The required result is each line of the entries below containing the string "Acme".

» Exercise inputs
───
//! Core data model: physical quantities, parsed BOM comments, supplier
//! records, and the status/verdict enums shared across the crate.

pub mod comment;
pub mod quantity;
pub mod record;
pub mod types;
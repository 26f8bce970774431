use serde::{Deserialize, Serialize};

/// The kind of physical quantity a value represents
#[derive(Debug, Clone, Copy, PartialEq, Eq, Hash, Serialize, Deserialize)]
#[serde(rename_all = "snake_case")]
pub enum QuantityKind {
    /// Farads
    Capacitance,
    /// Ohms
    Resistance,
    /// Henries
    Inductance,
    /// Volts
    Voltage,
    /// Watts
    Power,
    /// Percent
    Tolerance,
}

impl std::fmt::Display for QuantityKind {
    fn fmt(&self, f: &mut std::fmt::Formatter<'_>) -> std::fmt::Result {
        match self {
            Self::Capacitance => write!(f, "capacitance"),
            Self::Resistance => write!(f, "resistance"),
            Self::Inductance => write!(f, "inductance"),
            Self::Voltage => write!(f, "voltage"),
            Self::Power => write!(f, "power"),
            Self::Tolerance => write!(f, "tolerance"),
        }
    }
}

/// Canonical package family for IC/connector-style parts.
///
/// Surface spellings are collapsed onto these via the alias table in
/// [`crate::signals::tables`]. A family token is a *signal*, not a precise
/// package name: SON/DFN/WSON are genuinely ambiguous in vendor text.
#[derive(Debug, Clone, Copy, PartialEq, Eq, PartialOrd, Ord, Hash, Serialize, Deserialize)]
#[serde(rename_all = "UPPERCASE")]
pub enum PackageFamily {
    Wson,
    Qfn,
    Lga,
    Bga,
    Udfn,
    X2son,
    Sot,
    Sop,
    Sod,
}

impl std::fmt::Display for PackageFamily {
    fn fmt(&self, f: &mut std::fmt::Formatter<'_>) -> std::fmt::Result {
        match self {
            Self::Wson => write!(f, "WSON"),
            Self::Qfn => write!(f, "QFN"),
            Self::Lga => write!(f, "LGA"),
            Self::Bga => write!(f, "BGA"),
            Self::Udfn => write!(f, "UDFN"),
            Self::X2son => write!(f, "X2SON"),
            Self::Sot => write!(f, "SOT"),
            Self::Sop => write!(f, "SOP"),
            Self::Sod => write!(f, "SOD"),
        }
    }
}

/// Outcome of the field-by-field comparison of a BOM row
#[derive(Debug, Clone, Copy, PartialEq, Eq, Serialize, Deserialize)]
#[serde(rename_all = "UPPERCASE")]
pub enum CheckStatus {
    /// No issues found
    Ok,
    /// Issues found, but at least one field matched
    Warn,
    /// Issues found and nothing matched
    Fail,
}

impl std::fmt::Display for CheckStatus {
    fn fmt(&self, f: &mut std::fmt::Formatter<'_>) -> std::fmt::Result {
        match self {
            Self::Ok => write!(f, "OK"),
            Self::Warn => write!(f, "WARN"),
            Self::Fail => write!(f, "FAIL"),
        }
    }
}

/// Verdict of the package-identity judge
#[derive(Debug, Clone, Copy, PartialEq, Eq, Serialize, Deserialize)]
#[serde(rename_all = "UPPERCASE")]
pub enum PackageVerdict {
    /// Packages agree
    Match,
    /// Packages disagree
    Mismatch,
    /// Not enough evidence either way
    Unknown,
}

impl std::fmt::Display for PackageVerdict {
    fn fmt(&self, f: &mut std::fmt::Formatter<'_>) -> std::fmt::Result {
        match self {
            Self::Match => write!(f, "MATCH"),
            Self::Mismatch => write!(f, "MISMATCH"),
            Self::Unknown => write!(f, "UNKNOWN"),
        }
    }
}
───
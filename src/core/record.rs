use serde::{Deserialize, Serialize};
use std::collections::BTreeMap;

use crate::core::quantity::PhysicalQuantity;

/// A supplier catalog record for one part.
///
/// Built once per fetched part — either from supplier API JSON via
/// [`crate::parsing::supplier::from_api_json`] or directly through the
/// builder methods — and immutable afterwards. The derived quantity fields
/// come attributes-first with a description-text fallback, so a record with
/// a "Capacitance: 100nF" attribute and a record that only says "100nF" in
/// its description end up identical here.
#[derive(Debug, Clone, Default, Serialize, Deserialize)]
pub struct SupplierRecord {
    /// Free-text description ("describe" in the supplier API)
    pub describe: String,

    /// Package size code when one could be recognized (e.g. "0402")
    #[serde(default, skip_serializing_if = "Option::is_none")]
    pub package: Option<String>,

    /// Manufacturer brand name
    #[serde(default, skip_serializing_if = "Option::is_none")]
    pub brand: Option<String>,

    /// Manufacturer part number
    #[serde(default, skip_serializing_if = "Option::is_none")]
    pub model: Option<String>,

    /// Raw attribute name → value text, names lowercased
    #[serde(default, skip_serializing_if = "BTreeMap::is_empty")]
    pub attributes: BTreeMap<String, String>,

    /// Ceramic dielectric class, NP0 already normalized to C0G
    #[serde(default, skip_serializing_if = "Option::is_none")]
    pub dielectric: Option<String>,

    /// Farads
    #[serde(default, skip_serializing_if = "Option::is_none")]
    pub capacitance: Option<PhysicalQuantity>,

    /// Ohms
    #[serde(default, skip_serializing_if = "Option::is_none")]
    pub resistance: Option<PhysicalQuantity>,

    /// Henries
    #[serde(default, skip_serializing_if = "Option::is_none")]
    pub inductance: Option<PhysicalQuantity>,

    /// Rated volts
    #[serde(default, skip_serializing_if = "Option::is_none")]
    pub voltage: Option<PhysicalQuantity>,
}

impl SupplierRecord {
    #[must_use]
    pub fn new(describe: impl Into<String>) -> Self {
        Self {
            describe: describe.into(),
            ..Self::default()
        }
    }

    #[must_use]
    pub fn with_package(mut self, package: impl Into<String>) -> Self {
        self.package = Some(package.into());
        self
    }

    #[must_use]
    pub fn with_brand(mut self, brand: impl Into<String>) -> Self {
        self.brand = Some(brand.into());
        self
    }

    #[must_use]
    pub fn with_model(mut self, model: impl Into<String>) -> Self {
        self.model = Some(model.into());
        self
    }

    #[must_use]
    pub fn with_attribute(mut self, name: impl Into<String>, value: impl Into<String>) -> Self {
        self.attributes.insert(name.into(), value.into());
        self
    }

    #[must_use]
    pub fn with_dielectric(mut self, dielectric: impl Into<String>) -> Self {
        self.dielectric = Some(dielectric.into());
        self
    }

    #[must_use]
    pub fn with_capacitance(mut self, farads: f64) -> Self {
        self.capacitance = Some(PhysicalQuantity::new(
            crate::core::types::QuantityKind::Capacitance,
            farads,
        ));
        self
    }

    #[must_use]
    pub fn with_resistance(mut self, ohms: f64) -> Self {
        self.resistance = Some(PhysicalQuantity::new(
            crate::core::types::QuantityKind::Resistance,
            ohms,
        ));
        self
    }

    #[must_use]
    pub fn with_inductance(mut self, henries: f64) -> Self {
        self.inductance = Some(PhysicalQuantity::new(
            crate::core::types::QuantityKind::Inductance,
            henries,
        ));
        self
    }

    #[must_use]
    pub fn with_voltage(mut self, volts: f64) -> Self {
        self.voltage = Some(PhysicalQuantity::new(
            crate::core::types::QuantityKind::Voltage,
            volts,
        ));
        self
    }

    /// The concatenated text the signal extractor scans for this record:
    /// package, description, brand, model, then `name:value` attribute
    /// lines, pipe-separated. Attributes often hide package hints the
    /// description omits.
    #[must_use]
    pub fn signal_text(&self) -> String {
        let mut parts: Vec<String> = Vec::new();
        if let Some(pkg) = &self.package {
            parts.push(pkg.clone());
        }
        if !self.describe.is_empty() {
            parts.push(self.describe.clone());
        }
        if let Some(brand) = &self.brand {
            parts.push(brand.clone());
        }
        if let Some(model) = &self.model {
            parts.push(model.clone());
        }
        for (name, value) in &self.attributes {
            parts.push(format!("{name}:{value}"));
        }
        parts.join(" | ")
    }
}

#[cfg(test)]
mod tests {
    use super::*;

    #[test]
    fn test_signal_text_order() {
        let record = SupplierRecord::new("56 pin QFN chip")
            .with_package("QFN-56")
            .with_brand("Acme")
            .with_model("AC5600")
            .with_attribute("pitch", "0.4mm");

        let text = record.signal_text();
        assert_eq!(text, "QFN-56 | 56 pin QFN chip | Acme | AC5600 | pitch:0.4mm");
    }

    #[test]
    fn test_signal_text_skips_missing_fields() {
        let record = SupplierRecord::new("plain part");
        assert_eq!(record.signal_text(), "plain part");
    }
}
───
» Your response
            .with_brand("Acme")
        assert_eq!(text, "QFN-56 | 56 pin QFN chip | Acme | AC5600 | pitch:0.4mm");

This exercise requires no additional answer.